(Stored records)
BEGIN

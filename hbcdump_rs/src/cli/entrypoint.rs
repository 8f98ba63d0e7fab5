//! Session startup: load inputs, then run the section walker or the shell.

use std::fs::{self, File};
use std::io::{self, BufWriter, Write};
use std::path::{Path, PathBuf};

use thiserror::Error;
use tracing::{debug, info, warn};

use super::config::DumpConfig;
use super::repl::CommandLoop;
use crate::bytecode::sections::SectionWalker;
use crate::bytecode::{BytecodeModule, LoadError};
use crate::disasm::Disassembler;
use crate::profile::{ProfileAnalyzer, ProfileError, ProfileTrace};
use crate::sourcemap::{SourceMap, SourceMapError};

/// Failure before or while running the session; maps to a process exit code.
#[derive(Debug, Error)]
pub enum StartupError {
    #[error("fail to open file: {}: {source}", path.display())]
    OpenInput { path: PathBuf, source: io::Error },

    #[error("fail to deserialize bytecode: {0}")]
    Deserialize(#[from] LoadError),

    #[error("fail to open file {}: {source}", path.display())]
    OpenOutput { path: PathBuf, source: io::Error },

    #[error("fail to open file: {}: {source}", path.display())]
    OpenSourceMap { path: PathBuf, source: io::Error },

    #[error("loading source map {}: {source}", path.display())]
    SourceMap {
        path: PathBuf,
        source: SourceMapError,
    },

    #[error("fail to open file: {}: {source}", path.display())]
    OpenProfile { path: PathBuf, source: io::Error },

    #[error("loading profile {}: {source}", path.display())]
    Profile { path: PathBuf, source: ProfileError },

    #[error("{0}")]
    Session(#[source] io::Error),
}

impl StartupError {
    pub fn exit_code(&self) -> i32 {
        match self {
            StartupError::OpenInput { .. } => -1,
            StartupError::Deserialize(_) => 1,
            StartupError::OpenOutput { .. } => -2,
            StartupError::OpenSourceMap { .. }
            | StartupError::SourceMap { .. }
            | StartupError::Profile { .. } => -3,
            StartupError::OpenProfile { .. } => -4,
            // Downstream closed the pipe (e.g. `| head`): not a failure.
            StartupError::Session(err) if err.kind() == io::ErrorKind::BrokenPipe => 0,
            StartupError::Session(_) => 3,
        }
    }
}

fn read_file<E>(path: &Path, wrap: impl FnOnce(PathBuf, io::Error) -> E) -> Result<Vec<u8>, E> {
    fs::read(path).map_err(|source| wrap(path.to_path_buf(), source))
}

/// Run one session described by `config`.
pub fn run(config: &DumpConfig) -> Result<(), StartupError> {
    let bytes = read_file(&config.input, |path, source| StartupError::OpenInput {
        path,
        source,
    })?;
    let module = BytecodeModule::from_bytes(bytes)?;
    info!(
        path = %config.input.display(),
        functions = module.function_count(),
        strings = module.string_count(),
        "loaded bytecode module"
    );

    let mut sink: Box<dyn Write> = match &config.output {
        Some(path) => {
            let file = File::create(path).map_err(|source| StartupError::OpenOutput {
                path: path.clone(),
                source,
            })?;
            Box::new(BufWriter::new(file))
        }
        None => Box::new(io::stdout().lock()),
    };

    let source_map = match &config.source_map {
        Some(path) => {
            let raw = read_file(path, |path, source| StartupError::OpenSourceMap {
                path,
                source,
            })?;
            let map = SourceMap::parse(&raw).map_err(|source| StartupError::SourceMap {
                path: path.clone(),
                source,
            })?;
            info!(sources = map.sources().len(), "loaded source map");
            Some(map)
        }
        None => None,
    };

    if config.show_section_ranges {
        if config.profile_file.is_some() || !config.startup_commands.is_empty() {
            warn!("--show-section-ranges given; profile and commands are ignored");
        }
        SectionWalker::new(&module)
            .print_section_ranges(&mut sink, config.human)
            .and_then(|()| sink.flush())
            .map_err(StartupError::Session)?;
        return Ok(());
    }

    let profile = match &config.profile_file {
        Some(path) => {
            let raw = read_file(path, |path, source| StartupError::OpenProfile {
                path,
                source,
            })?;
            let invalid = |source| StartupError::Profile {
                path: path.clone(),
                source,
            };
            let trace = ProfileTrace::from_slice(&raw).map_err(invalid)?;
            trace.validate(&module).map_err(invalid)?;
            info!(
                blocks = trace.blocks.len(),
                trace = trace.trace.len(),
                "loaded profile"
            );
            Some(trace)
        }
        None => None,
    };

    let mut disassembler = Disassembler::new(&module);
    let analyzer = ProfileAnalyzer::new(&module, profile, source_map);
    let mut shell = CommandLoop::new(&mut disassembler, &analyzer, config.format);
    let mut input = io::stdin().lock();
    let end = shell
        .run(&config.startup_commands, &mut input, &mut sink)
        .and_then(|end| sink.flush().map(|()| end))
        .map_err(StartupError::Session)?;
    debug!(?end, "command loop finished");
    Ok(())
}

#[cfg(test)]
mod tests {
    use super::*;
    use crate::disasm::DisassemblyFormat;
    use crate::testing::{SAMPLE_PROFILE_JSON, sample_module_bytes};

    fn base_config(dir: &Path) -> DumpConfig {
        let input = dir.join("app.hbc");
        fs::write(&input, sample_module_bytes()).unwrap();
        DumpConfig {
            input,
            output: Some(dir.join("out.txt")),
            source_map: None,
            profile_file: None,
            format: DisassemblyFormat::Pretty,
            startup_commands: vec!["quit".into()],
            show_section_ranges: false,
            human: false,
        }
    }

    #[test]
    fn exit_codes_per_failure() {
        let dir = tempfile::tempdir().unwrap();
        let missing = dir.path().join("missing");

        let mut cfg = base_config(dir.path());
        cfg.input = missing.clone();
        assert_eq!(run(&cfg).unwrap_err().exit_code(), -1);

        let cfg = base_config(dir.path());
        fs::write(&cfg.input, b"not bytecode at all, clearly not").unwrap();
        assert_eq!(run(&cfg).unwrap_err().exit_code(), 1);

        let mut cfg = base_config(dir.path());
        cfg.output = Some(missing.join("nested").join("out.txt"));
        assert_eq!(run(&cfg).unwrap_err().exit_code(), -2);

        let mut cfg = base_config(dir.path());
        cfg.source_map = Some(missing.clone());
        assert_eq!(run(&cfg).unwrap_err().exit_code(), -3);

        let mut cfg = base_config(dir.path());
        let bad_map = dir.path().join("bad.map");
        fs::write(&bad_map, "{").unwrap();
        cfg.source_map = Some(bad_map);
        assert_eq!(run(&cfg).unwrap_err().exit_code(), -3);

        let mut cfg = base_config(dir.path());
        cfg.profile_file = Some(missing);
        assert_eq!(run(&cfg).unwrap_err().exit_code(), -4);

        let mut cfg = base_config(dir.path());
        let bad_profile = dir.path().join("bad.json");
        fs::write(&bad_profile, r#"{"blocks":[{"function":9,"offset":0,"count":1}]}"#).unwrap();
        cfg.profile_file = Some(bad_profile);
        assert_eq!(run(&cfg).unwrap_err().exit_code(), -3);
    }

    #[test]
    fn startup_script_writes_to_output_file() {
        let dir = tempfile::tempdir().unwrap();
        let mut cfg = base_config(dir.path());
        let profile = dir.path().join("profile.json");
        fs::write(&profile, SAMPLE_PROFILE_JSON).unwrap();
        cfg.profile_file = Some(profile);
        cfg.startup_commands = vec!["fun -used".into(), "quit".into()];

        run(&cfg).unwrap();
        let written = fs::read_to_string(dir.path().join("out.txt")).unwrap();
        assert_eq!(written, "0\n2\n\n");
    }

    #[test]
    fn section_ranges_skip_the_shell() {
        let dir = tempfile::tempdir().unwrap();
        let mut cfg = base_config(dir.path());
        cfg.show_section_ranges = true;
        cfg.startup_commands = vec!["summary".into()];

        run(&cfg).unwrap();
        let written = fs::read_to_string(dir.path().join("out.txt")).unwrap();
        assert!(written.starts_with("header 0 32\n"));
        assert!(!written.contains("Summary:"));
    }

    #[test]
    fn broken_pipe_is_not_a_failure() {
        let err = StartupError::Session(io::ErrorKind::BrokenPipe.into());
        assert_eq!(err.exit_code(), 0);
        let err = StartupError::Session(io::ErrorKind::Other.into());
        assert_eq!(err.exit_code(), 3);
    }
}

END
BEGIN

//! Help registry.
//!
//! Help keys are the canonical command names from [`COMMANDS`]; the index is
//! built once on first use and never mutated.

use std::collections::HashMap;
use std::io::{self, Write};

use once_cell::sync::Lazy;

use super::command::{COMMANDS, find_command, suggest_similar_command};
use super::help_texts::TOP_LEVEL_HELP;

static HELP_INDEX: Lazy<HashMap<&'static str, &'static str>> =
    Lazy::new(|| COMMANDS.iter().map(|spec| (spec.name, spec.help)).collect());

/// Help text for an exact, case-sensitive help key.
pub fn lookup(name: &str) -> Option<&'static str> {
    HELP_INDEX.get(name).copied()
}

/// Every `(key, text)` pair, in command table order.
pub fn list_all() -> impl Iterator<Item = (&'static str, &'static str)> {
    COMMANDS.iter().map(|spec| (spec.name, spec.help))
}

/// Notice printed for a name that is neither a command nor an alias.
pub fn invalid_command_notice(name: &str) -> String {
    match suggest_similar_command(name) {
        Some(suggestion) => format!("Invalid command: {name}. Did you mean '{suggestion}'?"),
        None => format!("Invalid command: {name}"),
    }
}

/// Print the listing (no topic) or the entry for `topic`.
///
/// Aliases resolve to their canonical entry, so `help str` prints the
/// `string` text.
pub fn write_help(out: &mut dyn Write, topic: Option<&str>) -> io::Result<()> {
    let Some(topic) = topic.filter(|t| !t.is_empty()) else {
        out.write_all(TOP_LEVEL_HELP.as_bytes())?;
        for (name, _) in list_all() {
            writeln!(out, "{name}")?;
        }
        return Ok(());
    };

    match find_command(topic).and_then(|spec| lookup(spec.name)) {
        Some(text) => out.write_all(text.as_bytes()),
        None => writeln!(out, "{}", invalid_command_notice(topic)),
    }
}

END
BEGIN

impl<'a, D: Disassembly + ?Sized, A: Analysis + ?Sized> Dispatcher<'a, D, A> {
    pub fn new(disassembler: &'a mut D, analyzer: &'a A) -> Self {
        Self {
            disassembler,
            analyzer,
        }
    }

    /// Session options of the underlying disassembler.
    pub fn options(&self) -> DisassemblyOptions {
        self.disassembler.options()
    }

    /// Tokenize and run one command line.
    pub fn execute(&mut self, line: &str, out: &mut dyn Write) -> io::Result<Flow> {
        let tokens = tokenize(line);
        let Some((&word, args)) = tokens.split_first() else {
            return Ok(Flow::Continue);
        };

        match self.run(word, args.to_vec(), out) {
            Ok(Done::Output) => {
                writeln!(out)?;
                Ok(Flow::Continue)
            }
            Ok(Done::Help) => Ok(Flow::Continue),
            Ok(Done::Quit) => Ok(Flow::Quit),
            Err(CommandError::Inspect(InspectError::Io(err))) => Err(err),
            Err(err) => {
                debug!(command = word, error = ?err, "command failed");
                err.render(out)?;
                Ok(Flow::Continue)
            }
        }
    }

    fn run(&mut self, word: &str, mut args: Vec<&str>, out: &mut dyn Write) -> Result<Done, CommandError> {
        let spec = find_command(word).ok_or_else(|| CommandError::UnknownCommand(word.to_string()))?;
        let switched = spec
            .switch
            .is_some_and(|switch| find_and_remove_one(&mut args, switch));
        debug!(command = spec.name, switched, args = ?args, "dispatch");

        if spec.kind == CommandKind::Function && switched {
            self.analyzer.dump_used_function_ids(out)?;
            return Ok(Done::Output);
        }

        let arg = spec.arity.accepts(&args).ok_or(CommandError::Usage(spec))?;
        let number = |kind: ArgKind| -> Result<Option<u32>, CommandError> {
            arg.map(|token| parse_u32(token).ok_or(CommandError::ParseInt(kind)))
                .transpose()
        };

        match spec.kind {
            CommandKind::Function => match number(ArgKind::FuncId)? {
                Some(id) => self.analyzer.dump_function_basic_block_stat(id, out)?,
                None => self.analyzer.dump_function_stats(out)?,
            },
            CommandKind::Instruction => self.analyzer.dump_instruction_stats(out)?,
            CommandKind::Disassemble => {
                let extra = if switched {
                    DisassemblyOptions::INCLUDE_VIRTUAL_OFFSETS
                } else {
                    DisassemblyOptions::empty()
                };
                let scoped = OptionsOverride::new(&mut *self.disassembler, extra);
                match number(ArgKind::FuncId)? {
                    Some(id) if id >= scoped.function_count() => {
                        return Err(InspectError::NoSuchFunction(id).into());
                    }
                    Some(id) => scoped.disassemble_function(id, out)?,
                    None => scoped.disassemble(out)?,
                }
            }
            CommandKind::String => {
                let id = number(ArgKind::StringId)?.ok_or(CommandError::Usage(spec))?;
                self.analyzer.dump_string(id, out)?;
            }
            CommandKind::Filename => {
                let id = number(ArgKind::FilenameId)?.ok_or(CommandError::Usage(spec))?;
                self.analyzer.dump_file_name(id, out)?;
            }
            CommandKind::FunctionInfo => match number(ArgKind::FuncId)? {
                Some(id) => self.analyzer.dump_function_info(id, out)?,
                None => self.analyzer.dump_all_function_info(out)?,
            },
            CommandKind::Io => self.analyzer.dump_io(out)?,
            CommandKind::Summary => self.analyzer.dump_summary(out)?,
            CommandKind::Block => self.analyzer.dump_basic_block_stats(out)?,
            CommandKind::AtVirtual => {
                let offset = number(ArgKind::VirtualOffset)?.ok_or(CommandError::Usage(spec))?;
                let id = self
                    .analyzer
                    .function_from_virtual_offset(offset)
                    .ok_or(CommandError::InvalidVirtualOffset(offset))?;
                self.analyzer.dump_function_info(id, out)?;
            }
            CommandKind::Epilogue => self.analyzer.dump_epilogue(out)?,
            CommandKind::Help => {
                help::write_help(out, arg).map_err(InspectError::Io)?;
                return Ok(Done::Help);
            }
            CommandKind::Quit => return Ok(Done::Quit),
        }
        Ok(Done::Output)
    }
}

END

REQUIREMENT: Would you copy every line of the entries that includes the word "PathBuf"?

ANSWER TO THIS TASK:
use std::path::{Path, PathBuf};
    OpenInput { path: PathBuf, source: io::Error },
    OpenOutput { path: PathBuf, source: io::Error },
    OpenSourceMap { path: PathBuf, source: io::Error },
        path: PathBuf,
    OpenProfile { path: PathBuf, source: io::Error },
    Profile { path: PathBuf, source: ProfileError },
fn read_file<E>(path: &Path, wrap: impl FnOnce(PathBuf, io::Error) -> E) -> Result<Vec<u8>, E> {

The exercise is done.